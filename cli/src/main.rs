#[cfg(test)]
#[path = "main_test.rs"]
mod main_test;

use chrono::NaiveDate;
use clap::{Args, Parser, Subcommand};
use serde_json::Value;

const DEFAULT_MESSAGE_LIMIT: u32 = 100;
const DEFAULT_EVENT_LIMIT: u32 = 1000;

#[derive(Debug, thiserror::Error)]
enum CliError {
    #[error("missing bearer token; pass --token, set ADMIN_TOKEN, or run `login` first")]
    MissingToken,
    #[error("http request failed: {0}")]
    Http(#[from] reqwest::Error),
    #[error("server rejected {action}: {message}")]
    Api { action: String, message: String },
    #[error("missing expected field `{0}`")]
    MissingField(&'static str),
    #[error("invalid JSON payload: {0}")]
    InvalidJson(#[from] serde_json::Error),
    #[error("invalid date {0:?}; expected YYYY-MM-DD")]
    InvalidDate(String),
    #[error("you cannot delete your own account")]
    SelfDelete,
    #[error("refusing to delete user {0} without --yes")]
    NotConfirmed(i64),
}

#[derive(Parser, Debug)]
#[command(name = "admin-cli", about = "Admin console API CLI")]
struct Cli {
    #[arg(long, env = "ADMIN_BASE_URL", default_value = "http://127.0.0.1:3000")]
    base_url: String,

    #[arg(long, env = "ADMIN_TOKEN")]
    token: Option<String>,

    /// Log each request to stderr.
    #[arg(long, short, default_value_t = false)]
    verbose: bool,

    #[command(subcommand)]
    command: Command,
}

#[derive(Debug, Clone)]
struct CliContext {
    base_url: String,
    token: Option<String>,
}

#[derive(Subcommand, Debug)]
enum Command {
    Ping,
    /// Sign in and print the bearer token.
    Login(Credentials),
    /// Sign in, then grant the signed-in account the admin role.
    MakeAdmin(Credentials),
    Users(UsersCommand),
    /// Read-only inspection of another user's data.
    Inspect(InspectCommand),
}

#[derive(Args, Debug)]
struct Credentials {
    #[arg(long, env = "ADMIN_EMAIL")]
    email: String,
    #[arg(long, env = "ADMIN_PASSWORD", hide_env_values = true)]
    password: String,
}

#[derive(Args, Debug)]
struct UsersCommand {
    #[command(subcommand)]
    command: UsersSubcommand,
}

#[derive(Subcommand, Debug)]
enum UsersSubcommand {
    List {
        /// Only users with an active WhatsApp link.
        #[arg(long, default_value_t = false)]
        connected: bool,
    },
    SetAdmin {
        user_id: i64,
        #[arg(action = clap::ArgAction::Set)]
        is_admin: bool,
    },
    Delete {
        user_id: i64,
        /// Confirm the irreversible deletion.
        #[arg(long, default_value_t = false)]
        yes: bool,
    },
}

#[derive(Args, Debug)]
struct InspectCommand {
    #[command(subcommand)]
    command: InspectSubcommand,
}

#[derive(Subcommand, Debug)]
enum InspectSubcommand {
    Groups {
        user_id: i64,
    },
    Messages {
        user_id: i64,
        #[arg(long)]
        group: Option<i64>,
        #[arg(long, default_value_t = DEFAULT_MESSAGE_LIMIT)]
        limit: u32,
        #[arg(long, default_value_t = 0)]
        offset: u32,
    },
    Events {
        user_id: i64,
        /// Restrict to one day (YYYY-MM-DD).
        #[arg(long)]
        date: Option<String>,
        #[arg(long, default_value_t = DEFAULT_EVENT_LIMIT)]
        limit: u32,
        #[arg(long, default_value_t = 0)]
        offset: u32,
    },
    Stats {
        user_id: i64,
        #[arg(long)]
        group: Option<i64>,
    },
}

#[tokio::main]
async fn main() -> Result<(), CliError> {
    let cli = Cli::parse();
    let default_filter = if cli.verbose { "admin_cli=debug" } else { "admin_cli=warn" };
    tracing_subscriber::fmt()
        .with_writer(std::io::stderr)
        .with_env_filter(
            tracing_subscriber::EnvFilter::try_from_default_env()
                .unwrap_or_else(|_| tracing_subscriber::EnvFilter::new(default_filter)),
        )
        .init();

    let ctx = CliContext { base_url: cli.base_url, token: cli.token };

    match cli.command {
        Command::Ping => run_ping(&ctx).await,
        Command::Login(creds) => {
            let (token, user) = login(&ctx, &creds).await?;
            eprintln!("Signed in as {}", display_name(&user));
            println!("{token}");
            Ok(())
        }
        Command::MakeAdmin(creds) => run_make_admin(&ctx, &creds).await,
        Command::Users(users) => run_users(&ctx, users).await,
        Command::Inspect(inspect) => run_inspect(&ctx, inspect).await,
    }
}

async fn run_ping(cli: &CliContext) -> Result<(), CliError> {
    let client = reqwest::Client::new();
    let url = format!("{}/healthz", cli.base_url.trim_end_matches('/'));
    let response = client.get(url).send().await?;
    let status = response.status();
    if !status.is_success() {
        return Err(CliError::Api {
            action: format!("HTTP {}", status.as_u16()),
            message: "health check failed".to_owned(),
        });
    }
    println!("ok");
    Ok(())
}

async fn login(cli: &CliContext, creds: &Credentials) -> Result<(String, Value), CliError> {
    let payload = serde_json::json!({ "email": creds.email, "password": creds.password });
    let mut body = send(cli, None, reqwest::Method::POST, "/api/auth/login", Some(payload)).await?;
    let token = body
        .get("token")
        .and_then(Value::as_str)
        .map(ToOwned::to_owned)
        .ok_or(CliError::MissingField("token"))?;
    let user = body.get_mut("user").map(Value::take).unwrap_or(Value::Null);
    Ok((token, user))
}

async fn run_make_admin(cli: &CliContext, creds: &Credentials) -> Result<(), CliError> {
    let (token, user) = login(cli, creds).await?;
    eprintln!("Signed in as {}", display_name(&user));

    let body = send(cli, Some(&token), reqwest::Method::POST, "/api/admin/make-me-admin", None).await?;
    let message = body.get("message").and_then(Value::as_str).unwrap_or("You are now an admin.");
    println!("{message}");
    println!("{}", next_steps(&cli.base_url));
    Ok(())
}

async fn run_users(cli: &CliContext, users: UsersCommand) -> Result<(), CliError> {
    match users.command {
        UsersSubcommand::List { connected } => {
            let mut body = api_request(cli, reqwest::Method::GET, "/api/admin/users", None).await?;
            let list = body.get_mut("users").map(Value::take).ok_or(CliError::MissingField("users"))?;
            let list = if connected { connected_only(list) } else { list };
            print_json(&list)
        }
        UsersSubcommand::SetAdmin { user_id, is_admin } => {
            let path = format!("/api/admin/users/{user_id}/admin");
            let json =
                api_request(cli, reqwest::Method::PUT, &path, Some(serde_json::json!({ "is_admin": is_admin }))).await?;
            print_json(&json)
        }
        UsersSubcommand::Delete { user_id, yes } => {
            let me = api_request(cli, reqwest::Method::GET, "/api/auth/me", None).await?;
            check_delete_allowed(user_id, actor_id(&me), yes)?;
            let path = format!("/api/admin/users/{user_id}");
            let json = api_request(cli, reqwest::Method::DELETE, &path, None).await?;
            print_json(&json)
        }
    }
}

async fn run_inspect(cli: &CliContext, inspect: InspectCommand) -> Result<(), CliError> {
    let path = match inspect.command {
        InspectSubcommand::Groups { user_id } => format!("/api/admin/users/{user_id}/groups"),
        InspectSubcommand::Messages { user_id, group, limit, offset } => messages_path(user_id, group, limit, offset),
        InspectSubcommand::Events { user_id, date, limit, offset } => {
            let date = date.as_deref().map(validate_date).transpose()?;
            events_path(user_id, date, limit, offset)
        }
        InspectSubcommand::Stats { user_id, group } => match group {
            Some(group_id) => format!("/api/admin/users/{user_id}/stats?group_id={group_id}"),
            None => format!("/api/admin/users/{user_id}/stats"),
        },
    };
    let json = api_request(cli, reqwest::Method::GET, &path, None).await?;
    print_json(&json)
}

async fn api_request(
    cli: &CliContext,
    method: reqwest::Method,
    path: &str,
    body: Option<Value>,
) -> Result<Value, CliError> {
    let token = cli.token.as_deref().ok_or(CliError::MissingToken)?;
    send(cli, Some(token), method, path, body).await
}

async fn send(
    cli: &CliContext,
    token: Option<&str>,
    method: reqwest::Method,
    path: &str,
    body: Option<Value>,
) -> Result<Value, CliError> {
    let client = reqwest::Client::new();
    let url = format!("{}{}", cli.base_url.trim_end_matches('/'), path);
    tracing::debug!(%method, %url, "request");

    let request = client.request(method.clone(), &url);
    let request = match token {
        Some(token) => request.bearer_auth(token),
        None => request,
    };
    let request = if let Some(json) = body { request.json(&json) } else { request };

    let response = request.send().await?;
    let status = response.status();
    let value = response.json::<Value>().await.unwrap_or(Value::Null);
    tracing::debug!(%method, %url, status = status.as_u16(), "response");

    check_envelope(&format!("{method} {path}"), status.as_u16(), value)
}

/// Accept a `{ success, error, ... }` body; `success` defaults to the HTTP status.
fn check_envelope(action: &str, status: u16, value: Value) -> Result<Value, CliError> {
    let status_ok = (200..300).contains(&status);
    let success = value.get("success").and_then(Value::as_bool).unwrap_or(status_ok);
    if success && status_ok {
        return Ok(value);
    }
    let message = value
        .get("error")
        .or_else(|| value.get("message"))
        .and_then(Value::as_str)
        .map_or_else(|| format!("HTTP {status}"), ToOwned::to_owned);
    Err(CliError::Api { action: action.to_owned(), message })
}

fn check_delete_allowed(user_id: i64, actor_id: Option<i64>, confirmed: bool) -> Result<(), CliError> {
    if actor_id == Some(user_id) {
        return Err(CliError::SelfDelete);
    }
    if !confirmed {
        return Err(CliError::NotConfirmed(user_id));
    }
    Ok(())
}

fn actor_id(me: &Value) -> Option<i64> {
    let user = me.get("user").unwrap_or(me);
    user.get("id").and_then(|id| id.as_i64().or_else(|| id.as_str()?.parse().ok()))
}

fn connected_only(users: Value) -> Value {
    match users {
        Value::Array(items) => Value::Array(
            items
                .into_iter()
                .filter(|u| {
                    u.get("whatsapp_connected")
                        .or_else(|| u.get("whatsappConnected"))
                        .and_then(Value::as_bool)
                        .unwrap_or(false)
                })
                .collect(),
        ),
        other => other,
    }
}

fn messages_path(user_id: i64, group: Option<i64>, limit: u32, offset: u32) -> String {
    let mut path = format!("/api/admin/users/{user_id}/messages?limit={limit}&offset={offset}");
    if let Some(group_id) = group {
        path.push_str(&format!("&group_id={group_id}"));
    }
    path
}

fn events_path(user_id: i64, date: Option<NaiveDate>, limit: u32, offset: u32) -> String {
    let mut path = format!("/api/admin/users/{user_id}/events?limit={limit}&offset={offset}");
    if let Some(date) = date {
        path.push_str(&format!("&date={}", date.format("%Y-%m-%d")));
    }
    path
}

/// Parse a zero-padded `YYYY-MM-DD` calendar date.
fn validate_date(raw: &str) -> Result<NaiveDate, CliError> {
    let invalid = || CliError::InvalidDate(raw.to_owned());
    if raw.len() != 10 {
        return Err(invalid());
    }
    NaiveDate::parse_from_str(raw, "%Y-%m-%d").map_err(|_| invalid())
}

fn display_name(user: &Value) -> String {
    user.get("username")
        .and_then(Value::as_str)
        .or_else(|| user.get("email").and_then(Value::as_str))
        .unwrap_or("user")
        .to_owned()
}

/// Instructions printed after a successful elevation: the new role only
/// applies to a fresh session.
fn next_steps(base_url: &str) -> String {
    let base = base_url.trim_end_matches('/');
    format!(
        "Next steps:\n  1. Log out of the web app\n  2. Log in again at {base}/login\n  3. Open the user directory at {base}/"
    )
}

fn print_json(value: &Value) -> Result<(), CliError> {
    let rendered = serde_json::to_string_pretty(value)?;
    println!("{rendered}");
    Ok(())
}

• **BRIEF**
The first line of the entries, the line with "#[derive(Parser, Debug)]", and every line between them should be retyped exactly, and nothing else.

• **EXPECTED ANSWER**
filename cli/src/main.rs
#[cfg(test)]
#[path = "main_test.rs"]
mod main_test;

use chrono::NaiveDate;
use clap::{Args, Parser, Subcommand};
use serde_json::Value;

const DEFAULT_MESSAGE_LIMIT: u32 = 100;
const DEFAULT_EVENT_LIMIT: u32 = 1000;

#[derive(Debug, thiserror::Error)]
enum CliError {
    #[error("missing bearer token; pass --token, set ADMIN_TOKEN, or run `login` first")]
    MissingToken,
    #[error("http request failed: {0}")]
    Http(#[from] reqwest::Error),
    #[error("server rejected {action}: {message}")]
    Api { action: String, message: String },
    #[error("missing expected field `{0}`")]
    MissingField(&'static str),
    #[error("invalid JSON payload: {0}")]
    InvalidJson(#[from] serde_json::Error),
    #[error("invalid date {0:?}; expected YYYY-MM-DD")]
    InvalidDate(String),
    #[error("you cannot delete your own account")]
    SelfDelete,
    #[error("refusing to delete user {0} without --yes")]
    NotConfirmed(i64),
}

#[derive(Parser, Debug)]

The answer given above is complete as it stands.